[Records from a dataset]
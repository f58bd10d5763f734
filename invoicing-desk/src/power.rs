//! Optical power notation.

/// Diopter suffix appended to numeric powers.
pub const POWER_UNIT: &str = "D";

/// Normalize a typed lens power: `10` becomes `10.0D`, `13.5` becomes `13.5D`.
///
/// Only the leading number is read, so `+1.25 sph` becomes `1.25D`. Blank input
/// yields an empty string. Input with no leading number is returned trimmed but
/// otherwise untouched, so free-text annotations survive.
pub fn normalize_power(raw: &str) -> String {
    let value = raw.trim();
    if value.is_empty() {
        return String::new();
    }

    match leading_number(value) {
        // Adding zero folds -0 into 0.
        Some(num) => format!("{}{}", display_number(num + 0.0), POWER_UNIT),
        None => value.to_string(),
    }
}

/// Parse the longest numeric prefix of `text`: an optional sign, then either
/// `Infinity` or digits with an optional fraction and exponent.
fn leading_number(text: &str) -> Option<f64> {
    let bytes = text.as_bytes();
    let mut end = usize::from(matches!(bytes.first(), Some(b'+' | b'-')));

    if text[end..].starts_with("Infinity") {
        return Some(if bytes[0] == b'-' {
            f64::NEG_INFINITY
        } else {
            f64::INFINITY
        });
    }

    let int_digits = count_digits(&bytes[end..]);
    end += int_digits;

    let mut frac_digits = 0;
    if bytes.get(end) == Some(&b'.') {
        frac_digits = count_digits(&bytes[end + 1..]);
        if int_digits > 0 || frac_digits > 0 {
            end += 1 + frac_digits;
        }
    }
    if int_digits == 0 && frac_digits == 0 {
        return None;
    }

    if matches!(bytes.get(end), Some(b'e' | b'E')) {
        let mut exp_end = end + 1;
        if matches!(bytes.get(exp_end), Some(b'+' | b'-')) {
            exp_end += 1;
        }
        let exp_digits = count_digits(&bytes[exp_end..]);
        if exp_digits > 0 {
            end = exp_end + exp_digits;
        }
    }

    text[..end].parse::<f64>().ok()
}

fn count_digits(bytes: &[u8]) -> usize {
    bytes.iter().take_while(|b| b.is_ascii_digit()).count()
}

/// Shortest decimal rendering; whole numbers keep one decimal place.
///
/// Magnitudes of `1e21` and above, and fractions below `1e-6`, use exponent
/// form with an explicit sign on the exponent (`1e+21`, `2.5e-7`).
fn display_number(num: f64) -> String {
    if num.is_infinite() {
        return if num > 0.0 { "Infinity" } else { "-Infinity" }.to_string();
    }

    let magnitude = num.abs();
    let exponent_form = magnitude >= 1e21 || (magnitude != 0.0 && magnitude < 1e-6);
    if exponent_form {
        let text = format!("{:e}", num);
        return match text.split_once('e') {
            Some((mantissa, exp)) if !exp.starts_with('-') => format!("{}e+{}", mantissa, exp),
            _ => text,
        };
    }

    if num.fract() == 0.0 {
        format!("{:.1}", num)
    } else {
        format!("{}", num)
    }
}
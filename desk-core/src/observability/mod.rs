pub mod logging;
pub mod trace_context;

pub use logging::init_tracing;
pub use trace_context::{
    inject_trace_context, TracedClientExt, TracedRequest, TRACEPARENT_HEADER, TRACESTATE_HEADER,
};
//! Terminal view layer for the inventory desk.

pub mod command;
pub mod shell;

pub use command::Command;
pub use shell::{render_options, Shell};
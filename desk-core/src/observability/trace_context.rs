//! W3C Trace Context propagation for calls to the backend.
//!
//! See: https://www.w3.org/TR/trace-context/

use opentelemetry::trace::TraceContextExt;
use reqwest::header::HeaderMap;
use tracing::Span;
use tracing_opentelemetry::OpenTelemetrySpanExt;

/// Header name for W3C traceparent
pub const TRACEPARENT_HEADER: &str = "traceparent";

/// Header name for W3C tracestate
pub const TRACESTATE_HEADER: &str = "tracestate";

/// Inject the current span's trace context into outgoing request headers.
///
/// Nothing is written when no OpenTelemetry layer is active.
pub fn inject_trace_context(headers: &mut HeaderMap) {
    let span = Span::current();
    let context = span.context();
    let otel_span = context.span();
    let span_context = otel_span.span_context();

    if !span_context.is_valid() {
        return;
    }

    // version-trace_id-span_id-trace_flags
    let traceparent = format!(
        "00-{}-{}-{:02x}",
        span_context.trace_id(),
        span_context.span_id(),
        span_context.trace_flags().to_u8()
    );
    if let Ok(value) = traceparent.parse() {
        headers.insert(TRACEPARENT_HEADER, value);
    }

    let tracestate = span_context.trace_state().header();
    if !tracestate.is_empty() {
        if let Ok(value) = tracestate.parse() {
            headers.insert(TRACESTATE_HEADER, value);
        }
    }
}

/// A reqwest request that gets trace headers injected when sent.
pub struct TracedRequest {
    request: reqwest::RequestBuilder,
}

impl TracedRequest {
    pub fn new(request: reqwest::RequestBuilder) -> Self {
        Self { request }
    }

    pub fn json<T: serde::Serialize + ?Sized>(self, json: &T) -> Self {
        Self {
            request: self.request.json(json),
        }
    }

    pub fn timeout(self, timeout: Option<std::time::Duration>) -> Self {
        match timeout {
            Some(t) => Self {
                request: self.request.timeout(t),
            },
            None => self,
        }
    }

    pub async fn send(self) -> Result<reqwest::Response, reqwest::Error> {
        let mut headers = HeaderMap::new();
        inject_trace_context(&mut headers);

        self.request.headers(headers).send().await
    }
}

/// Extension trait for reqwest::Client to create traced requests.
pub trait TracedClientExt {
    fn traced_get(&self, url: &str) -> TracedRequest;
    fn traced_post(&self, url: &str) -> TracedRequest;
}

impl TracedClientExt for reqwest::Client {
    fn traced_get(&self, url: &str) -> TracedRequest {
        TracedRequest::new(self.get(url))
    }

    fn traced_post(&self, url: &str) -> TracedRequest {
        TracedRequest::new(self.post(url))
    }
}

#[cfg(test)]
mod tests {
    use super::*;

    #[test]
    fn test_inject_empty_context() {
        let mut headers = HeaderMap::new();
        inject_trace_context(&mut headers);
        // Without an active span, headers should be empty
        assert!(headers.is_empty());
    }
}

_EXERCISE BRIEF_
From the line containing "if let Ok(value) = tracestate.parse()" down to the last line of the records, transcribe every line exactly and add nothing else.

_ANSWER_
        if let Ok(value) = tracestate.parse() {
            headers.insert(TRACESTATE_HEADER, value);
        }
    }
}

/// A reqwest request that gets trace headers injected when sent.
pub struct TracedRequest {
    request: reqwest::RequestBuilder,
}

impl TracedRequest {
    pub fn new(request: reqwest::RequestBuilder) -> Self {
        Self { request }
    }

    pub fn json<T: serde::Serialize + ?Sized>(self, json: &T) -> Self {
        Self {
            request: self.request.json(json),
        }
    }

    pub fn timeout(self, timeout: Option<std::time::Duration>) -> Self {
        match timeout {
            Some(t) => Self {
                request: self.request.timeout(t),
            },
            None => self,
        }
    }

    pub async fn send(self) -> Result<reqwest::Response, reqwest::Error> {
        let mut headers = HeaderMap::new();
        inject_trace_context(&mut headers);

        self.request.headers(headers).send().await
    }
}

/// Extension trait for reqwest::Client to create traced requests.
pub trait TracedClientExt {
    fn traced_get(&self, url: &str) -> TracedRequest;
    fn traced_post(&self, url: &str) -> TracedRequest;
}

impl TracedClientExt for reqwest::Client {
    fn traced_get(&self, url: &str) -> TracedRequest {
        TracedRequest::new(self.get(url))
    }

    fn traced_post(&self, url: &str) -> TracedRequest {
        TracedRequest::new(self.post(url))
    }
}

#[cfg(test)]
mod tests {
    use super::*;

    #[test]
    fn test_inject_empty_context() {
        let mut headers = HeaderMap::new();
        inject_trace_context(&mut headers);
        // Without an active span, headers should be empty
        assert!(headers.is_empty());
    }
}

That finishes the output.